THE TASK:
Please restate the entire listing verbatim.

DATA SUPPLIED:
-------------------------
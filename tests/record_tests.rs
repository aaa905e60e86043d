#![cfg(feature = "record")]
//! Integration tests for the record helpers.

use funkit::control::Maybe;
use funkit::record::{Record, get, join, merge, rename, select, set};
use proptest::prelude::*;
use rstest::rstest;

fn row(fields: &[(&str, &str)]) -> Record<String, String> {
    fields
        .iter()
        .map(|(key, value)| ((*key).to_string(), (*value).to_string()))
        .collect()
}

// =============================================================================
// Contracts
// =============================================================================

#[rstest]
fn test_get_with_borrowed_key() {
    let record = row(&[("name", "ada")]);
    assert_eq!(get("name", &record).fmap(String::as_str), Maybe::Just("ada"));
}

#[rstest]
fn test_set_mutates_in_place() {
    let mut record = row(&[("name", "ada")]);
    let previous = set(&mut record, "name".to_string(), "grace".to_string());
    assert_eq!(previous, Maybe::Just("ada".to_string()));
    assert_eq!(record, row(&[("name", "grace")]));
}

#[rstest]
fn test_select_then_rename() {
    let record = row(&[("first", "ada"), ("last", "lovelace"), ("born", "1815")]);
    let picked = select(["first", "born"], &record);
    let renamed = rename("first", "name".to_string(), &picked);
    assert_eq!(renamed, row(&[("name", "ada"), ("born", "1815")]));
}

#[rstest]
fn test_join_people_with_teams() {
    let people = vec![
        row(&[("name", "ada"), ("team", "t1")]),
        row(&[("name", "bob"), ("team", "t2")]),
        row(&[("name", "cy")]),
    ];
    let teams = vec![
        row(&[("id", "t1"), ("title", "engines")]),
        row(&[("id", "t2"), ("title", "old")]),
        row(&[("id", "t2"), ("title", "looms")]),
        row(&[("title", "orphan")]),
    ];

    let joined = join("team", "id", &people, &teams);

    assert_eq!(
        joined,
        vec![
            row(&[("name", "ada"), ("team", "t1"), ("id", "t1"), ("title", "engines")]),
            row(&[("name", "bob"), ("team", "t2"), ("id", "t2"), ("title", "looms")]),
            row(&[("name", "cy")]),
        ]
    );
}

#[rstest]
fn test_join_leaves_inputs_untouched() {
    let left = vec![row(&[("k", "1")])];
    let right = vec![row(&[("id", "1"), ("v", "x")])];
    let _ = join("k", "id", &left, &right);
    assert_eq!(left, vec![row(&[("k", "1")])]);
    assert_eq!(right, vec![row(&[("id", "1"), ("v", "x")])]);
}

// =============================================================================
// Properties
// =============================================================================

fn record_strategy() -> impl Strategy<Value = Record<u8, i32>> {
    prop::collection::hash_map(0u8..16, any::<i32>(), 0..12)
}

proptest! {
    #[test]
    fn prop_merge_right_wins(left in record_strategy(), right in record_strategy()) {
        let merged = merge(&left, &right);
        for (key, value) in &right {
            prop_assert_eq!(merged.get(key), Some(value));
        }
        for (key, value) in &left {
            if !right.contains_key(key) {
                prop_assert_eq!(merged.get(key), Some(value));
            }
        }
        prop_assert!(merged.keys().all(|key| left.contains_key(key) || right.contains_key(key)));
    }

    #[test]
    fn prop_merge_with_empty_is_identity(record in record_strategy()) {
        prop_assert_eq!(merge(&record, &Record::new()), record.clone());
        prop_assert_eq!(merge(&Record::new(), &record), record);
    }

    #[test]
    fn prop_select_is_a_subset(record in record_strategy(), fields in prop::collection::vec(0u8..16, 0..8)) {
        let picked = select(fields.iter(), &record);
        for (key, value) in &picked {
            prop_assert!(fields.contains(key));
            prop_assert_eq!(record.get(key), Some(value));
        }
        for field in &fields {
            prop_assert_eq!(picked.contains_key(field), record.contains_key(field));
        }
    }

    #[test]
    fn prop_rename_preserves_value(record in record_strategy(), from in 0u8..16, to in 16u8..32) {
        let renamed = rename(&from, to, &record);
        prop_assert_eq!(renamed.get(&to), record.get(&from));
        prop_assert!(!renamed.contains_key(&from));
        prop_assert_eq!(renamed.len(), record.len());
    }

    #[test]
    fn prop_join_keeps_every_left_row(
        left in prop::collection::vec(record_strategy(), 0..6),
        right in prop::collection::vec(record_strategy(), 0..6),
    ) {
        let joined = join(&0u8, &1u8, &left, &right);
        prop_assert_eq!(joined.len(), left.len());
        for (original, result) in left.iter().zip(&joined) {
            for key in original.keys() {
                prop_assert!(result.contains_key(key));
            }
        }
    }
}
-------------------------
RESULT FOR THIS EXERCISE:
filename tests/record_tests.rs
repository aaa905e60e86043d
#![cfg(feature = "record")]
//! Integration tests for the record helpers.

use funkit::control::Maybe;
use funkit::record::{Record, get, join, merge, rename, select, set};
use proptest::prelude::*;
use rstest::rstest;

fn row(fields: &[(&str, &str)]) -> Record<String, String> {
    fields
        .iter()
        .map(|(key, value)| ((*key).to_string(), (*value).to_string()))
        .collect()
}

// =============================================================================
// Contracts
// =============================================================================

#[rstest]
fn test_get_with_borrowed_key() {
    let record = row(&[("name", "ada")]);
    assert_eq!(get("name", &record).fmap(String::as_str), Maybe::Just("ada"));
}

#[rstest]
fn test_set_mutates_in_place() {
    let mut record = row(&[("name", "ada")]);
    let previous = set(&mut record, "name".to_string(), "grace".to_string());
    assert_eq!(previous, Maybe::Just("ada".to_string()));
    assert_eq!(record, row(&[("name", "grace")]));
}

#[rstest]
fn test_select_then_rename() {
    let record = row(&[("first", "ada"), ("last", "lovelace"), ("born", "1815")]);
    let picked = select(["first", "born"], &record);
    let renamed = rename("first", "name".to_string(), &picked);
    assert_eq!(renamed, row(&[("name", "ada"), ("born", "1815")]));
}

#[rstest]
fn test_join_people_with_teams() {
    let people = vec![
        row(&[("name", "ada"), ("team", "t1")]),
        row(&[("name", "bob"), ("team", "t2")]),
        row(&[("name", "cy")]),
    ];
    let teams = vec![
        row(&[("id", "t1"), ("title", "engines")]),
        row(&[("id", "t2"), ("title", "old")]),
        row(&[("id", "t2"), ("title", "looms")]),
        row(&[("title", "orphan")]),
    ];

    let joined = join("team", "id", &people, &teams);

    assert_eq!(
        joined,
        vec![
            row(&[("name", "ada"), ("team", "t1"), ("id", "t1"), ("title", "engines")]),
            row(&[("name", "bob"), ("team", "t2"), ("id", "t2"), ("title", "looms")]),
            row(&[("name", "cy")]),
        ]
    );
}

#[rstest]
fn test_join_leaves_inputs_untouched() {
    let left = vec![row(&[("k", "1")])];
    let right = vec![row(&[("id", "1"), ("v", "x")])];
    let _ = join("k", "id", &left, &right);
    assert_eq!(left, vec![row(&[("k", "1")])]);
    assert_eq!(right, vec![row(&[("id", "1"), ("v", "x")])]);
}

// =============================================================================
// Properties
// =============================================================================

fn record_strategy() -> impl Strategy<Value = Record<u8, i32>> {
    prop::collection::hash_map(0u8..16, any::<i32>(), 0..12)
}

proptest! {
    #[test]
    fn prop_merge_right_wins(left in record_strategy(), right in record_strategy()) {
        let merged = merge(&left, &right);
        for (key, value) in &right {
            prop_assert_eq!(merged.get(key), Some(value));
        }
        for (key, value) in &left {
            if !right.contains_key(key) {
                prop_assert_eq!(merged.get(key), Some(value));
            }
        }
        prop_assert!(merged.keys().all(|key| left.contains_key(key) || right.contains_key(key)));
    }

    #[test]
    fn prop_merge_with_empty_is_identity(record in record_strategy()) {
        prop_assert_eq!(merge(&record, &Record::new()), record.clone());
        prop_assert_eq!(merge(&Record::new(), &record), record);
    }

    #[test]
    fn prop_select_is_a_subset(record in record_strategy(), fields in prop::collection::vec(0u8..16, 0..8)) {
        let picked = select(fields.iter(), &record);
        for (key, value) in &picked {
            prop_assert!(fields.contains(key));
            prop_assert_eq!(record.get(key), Some(value));
        }
        for field in &fields {
            prop_assert_eq!(picked.contains_key(field), record.contains_key(field));
        }
    }

    #[test]
    fn prop_rename_preserves_value(record in record_strategy(), from in 0u8..16, to in 16u8..32) {
        let renamed = rename(&from, to, &record);
        prop_assert_eq!(renamed.get(&to), record.get(&from));
        prop_assert!(!renamed.contains_key(&from));
        prop_assert_eq!(renamed.len(), record.len());
    }

    #[test]
    fn prop_join_keeps_every_left_row(
        left in prop::collection::vec(record_strategy(), 0..6),
        right in prop::collection::vec(record_strategy(), 0..6),
    ) {
        let joined = join(&0u8, &1u8, &left, &right);
        prop_assert_eq!(joined.len(), left.len());
        for (original, result) in left.iter().zip(&joined) {
            for key in original.keys() {
                prop_assert!(result.contains_key(key));
            }
        }
    }
}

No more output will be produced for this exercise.